/// Template matching implementation
///
/// Multi-scale zero-mean normalized cross-correlation with optional template
/// masks, followed by greedy radius-aware de-duplication.
use super::config::MatchConfig;
use super::nms::suppress_overlaps;
use super::types::{Match, Template};
use image::GrayImage;
use image::imageops::{self, FilterType};
use rayon::prelude::*;

/// Window variance (per valid pixel) below which a location counts as flat
const VARIANCE_EPSILON: f64 = 1e-6;

/// Template matcher for finding every instance of a template in a raster
#[derive(Debug, Clone, Default)]
pub struct TemplateMatcher {
    /// Keep every scale and row on the calling thread; results are merged in
    /// scale order either way
    sequential: bool,
}

/// Template pixels that take part in the correlation, mean removed
struct PreparedTemplate {
    width: u32,
    height: u32,
    /// (dx, dy, zero-mean value) for every valid pixel
    entries: Vec<(u32, u32, f64)>,
    /// sqrt(sum of squared zero-mean values)
    norm: f64,
}

impl TemplateMatcher {
    /// Create a matcher that spreads scales over the rayon pool
    pub fn new() -> Self {
        Self { sequential: false }
    }

    /// Create a matcher that runs every scale on the calling thread
    pub fn sequential() -> Self {
        Self { sequential: true }
    }

    /// Find all instances of `template` in `frame`
    ///
    /// # Arguments
    /// * `frame` - The raster to search (full frame or region of interest)
    /// * `template` - Pattern to look for; masked-out pixels are ignored
    /// * `scales` - Scale factors applied to the template
    /// * `threshold` - Minimum correlation score (-1.0 to 1.0)
    ///
    /// # Returns
    /// De-duplicated matches sorted by score (highest first), in the
    /// coordinates of `frame`. Scales whose resized template does not fit
    /// inside the frame are skipped.
    pub fn find(
        &self,
        frame: &GrayImage,
        template: &Template,
        scales: &[f32],
        threshold: f32,
    ) -> Vec<Match> {
        if !template.mask_matches_pixels() {
            log::warn!("⚠️ Template '{}' has a mask of a different size, skipping", template.name);
            return Vec::new();
        }

        let per_scale: Vec<Vec<Match>> = if self.sequential {
            scales
                .iter()
                .map(|&scale| self.scan_scale(frame, template, scale, threshold))
                .collect()
        } else {
            scales
                .par_iter()
                .map(|&scale| self.scan_scale(frame, template, scale, threshold))
                .collect()
        };

        let candidates: Vec<Match> = per_scale.into_iter().flatten().collect();
        let candidate_count = candidates.len();
        let matches = suppress_overlaps(candidates);

        log::debug!(
            "🔍 '{}': {} candidates -> {} matches (threshold {:.2})",
            template.name,
            candidate_count,
            matches.len(),
            threshold
        );
        matches
    }

    /// Find using a scale/threshold preset
    pub fn find_with(&self, frame: &GrayImage, template: &Template, config: &MatchConfig) -> Vec<Match> {
        self.find(frame, template, &config.scales, config.threshold)
    }

    /// Best match only, if any location clears the threshold
    pub fn find_best(
        &self,
        frame: &GrayImage,
        template: &Template,
        config: &MatchConfig,
    ) -> Option<Match> {
        self.find_with(frame, template, config).into_iter().next()
    }

    /// Every location scoring at or above `threshold` for one scale
    fn scan_scale(
        &self,
        frame: &GrayImage,
        template: &Template,
        scale: f32,
        threshold: f32,
    ) -> Vec<Match> {
        if !(scale.is_finite() && scale > 0.0) {
            log::debug!("⚠️ Skipping invalid scale {scale} for '{}'", template.name);
            return Vec::new();
        }

        let Some((pixels, mask)) = scale_template(template, scale) else {
            return Vec::new();
        };

        // Skip if scaled template is larger than search area
        if pixels.width() > frame.width() || pixels.height() > frame.height() {
            log::debug!(
                "⚠️ Skipping scale {:.2} for '{}' - too large for frame: {}x{} > {}x{}",
                scale,
                template.name,
                pixels.width(),
                pixels.height(),
                frame.width(),
                frame.height()
            );
            return Vec::new();
        }

        let Some(prepared) = PreparedTemplate::new(&pixels, mask.as_ref()) else {
            log::debug!("⚠️ Template '{}' has no contrast at scale {:.2}", template.name, scale);
            return Vec::new();
        };

        let radius = (template.width() as f32 * scale / 2.0).round() as i32;
        let half_w = (prepared.width / 2) as i32;
        let half_h = (prepared.height / 2) as i32;
        let offsets = prepared.offsets(frame.width());
        let out_w = frame.width() - prepared.width + 1;
        let out_h = frame.height() - prepared.height + 1;

        let row_matches = |y: u32| -> Vec<Match> {
            (0..out_w)
                .filter_map(|x| {
                    let score = prepared.score_at(frame, &offsets, x, y);
                    (score >= threshold).then(|| {
                        Match::new(x as i32 + half_w, y as i32 + half_h, radius, score, scale)
                    })
                })
                .collect()
        };

        if self.sequential {
            (0..out_h).flat_map(row_matches).collect()
        } else {
            (0..out_h).into_par_iter().flat_map_iter(row_matches).collect()
        }
    }
}

impl PreparedTemplate {
    fn new(pixels: &GrayImage, mask: Option<&GrayImage>) -> Option<Self> {
        let valid: Vec<(u32, u32, f64)> = pixels
            .enumerate_pixels()
            .filter(|(x, y, _)| mask.is_none_or(|m| m.get_pixel(*x, *y)[0] > 0))
            .map(|(x, y, p)| (x, y, p[0] as f64))
            .collect();
        if valid.is_empty() {
            return None;
        }

        let mean = valid.iter().map(|(_, _, v)| v).sum::<f64>() / valid.len() as f64;
        let entries: Vec<(u32, u32, f64)> =
            valid.into_iter().map(|(x, y, v)| (x, y, v - mean)).collect();
        let norm = entries.iter().map(|(_, _, v)| v * v).sum::<f64>().sqrt();
        if norm <= VARIANCE_EPSILON {
            return None;
        }

        Some(Self {
            width: pixels.width(),
            height: pixels.height(),
            entries,
            norm,
        })
    }

    /// Row-major offsets of the valid pixels for a frame of the given width
    fn offsets(&self, frame_width: u32) -> Vec<(usize, f64)> {
        self.entries
            .iter()
            .map(|&(dx, dy, v)| ((dy as usize) * frame_width as usize + dx as usize, v))
            .collect()
    }

    /// Zero-mean normalized correlation of the window whose top-left is (x, y)
    fn score_at(&self, frame: &GrayImage, offsets: &[(usize, f64)], x: u32, y: u32) -> f32 {
        let raw = frame.as_raw();
        let base = y as usize * frame.width() as usize + x as usize;
        let count = offsets.len() as f64;

        let (mut sum, mut sum_sq, mut cross) = (0.0f64, 0.0f64, 0.0f64);
        for &(offset, t) in offsets {
            let v = raw[base + offset] as f64;
            sum += v;
            sum_sq += v * v;
            cross += t * v;
        }

        let variance = sum_sq - sum * sum / count;
        if variance <= VARIANCE_EPSILON * count {
            return 0.0;
        }
        (cross / (self.norm * variance.sqrt())).clamp(-1.0, 1.0) as f32
    }
}

/// Resize template pixels (and mask) by `scale`; None when it collapses to nothing
fn scale_template(template: &Template, scale: f32) -> Option<(GrayImage, Option<GrayImage>)> {
    if (scale - 1.0).abs() <= 0.01 {
        return Some((template.pixels.clone(), template.mask.clone()));
    }

    let new_width = (template.width() as f32 * scale).round() as u32;
    let new_height = (template.height() as f32 * scale).round() as u32;
    if new_width == 0 || new_height == 0 {
        return None;
    }

    let pixels = imageops::resize(&template.pixels, new_width, new_height, FilterType::Lanczos3);
    let mask = template
        .mask
        .as_ref()
        .map(|m| imageops::resize(m, new_width, new_height, FilterType::Nearest));
    Some((pixels, mask))
}

#[cfg(test)]
mod tests {
    use super::*;
    use crate::test_utils::{gray_canvas, noise_patch, paste, paste_centered};
    use image::Luma;

    #[test]
    fn test_single_instance_found_once() {
        let patch = noise_patch(16, 16, 7);
        let mut frame = gray_canvas(120, 90, 128);
        paste_centered(&mut frame, &patch, 70, 40);

        let matcher = TemplateMatcher::new();
        let template = Template::new("noise", patch);
        let matches = matcher.find(&frame, &template, &[0.5, 1.0, 1.5], 0.8);

        assert_eq!(matches.len(), 1, "got {:?}", matches);
        let m = matches[0];
        assert!((m.x - 70).abs() <= 1 && (m.y - 40).abs() <= 1, "center {m}");
        assert_eq!(m.scale, 1.0);
        assert_eq!(m.radius, 8);
        assert!(m.score > 0.99);
    }

    #[test]
    fn test_half_scale_instance_reports_its_scale() {
        let patch = noise_patch(32, 32, 9);
        let small = imageops::resize(&patch, 16, 16, FilterType::Lanczos3);
        let mut frame = gray_canvas(100, 80, 128);
        paste(&mut frame, &small, 40, 30);

        let template = Template::new("noise", patch);
        let matches = TemplateMatcher::new().find(&frame, &template, &[0.5, 1.0], 0.9);

        assert_eq!(matches.len(), 1, "got {:?}", matches);
        let m = matches[0];
        assert_eq!(m.scale, 0.5);
        assert_eq!(m.radius, (32.0f32 * 0.5 / 2.0).round() as i32);
        assert_eq!((m.x, m.y), (48, 38));
        assert!(m.score > 0.99);
    }

    #[test]
    fn test_mismatched_mask_is_skipped() {
        let frame = noise_patch(40, 40, 1);
        let template = Template::new("sprite", noise_patch(10, 10, 2)).with_mask(gray_canvas(4, 4, 255));
        assert!(TemplateMatcher::new().find(&frame, &template, &[1.0, 0.5], -1.0).is_empty());
    }

    #[test]
    fn test_absent_template_returns_empty() {
        let frame = noise_patch(80, 60, 3);
        let template = Template::new("other", noise_patch(12, 12, 99));
        let matches = TemplateMatcher::new().find(&frame, &template, &[1.0], 0.8);
        assert!(matches.is_empty());
    }

    #[test]
    fn test_multiple_instances_sorted_and_separated() {
        let patch = noise_patch(12, 12, 21);
        let mut frame = gray_canvas(150, 60, 90);
        for cx in [20, 75, 130] {
            paste_centered(&mut frame, &patch, cx, 30);
        }

        let template = Template::new("marker", patch);
        let matches = TemplateMatcher::new().find(&frame, &template, &[1.0], 0.8);

        assert_eq!(matches.len(), 3);
        for pair in matches.windows(2) {
            assert!(pair[0].score >= pair[1].score);
        }
        for (i, a) in matches.iter().enumerate() {
            for b in &matches[i + 1..] {
                assert!(a.distance_to(b) >= a.radius.max(b.radius) as f64);
            }
        }
    }

    #[test]
    fn test_oversized_scales_are_skipped() {
        let frame = gray_canvas(20, 20, 0);
        let template = Template::new("big", noise_patch(16, 16, 5));
        assert!(TemplateMatcher::new().find(&frame, &template, &[2.0, 4.0], 0.1).is_empty());
        assert!(TemplateMatcher::new().find(&frame, &template, &[0.0, -1.0], 0.1).is_empty());
    }

    #[test]
    fn test_repeated_calls_are_identical() {
        let patch = noise_patch(10, 10, 11);
        let mut frame = noise_patch(64, 48, 12);
        paste(&mut frame, &patch, 30, 20);
        let template = Template::new("noise", patch);
        let matcher = TemplateMatcher::new();

        let first = matcher.find(&frame, &template, &[0.8, 1.0, 1.2], 0.5);
        let second = matcher.find(&frame, &template, &[0.8, 1.0, 1.2], 0.5);
        assert_eq!(first, second);
        assert_eq!(first, TemplateMatcher::sequential().find(&frame, &template, &[0.8, 1.0, 1.2], 0.5));
    }

    #[test]
    fn test_scores_stay_in_range() {
        let frame = noise_patch(40, 40, 1);
        let template = Template::new("noise", noise_patch(8, 8, 2));
        for m in TemplateMatcher::new().find(&frame, &template, &[1.0], -1.0) {
            assert!((-1.0..=1.0).contains(&m.score));
        }
    }

    #[test]
    fn test_mask_ignores_background() {
        // Sprite occupies the left half; the right half of the template is junk
        let sprite = noise_patch(8, 16, 31);
        let mut template_pixels = noise_patch(16, 16, 32);
        paste(&mut template_pixels, &sprite, 0, 0);
        let mask = GrayImage::from_fn(16, 16, |x, _| Luma([if x < 8 { 255 } else { 0 }]));

        // In the frame the sprite sits on a different background
        let mut frame = gray_canvas(80, 60, 40);
        let mut instance = noise_patch(16, 16, 77);
        paste(&mut instance, &sprite, 0, 0);
        paste(&mut frame, &instance, 30, 20);

        let matcher = TemplateMatcher::new();
        let unmasked = Template::new("sprite", template_pixels.clone());
        let masked = Template::new("sprite", template_pixels).with_mask(mask);

        let plain_best = matcher.find(&frame, &unmasked, &[1.0], -1.0);
        assert!(plain_best.first().is_none_or(|m| m.score < 0.9));

        let hits = matcher.find(&frame, &masked, &[1.0], 0.95);
        assert_eq!(hits.len(), 1);
        assert_eq!((hits[0].x, hits[0].y), (38, 28));
    }

    #[test]
    fn test_flat_template_never_matches() {
        let frame = noise_patch(30, 30, 4);
        let template = Template::new("flat", gray_canvas(6, 6, 200));
        assert!(TemplateMatcher::new().find(&frame, &template, &[1.0], -1.0).is_empty());
    }
}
+++++
Task description » Only a number is wanted here: how many lines of the data hold the string "thread".

Response for this exercise » 2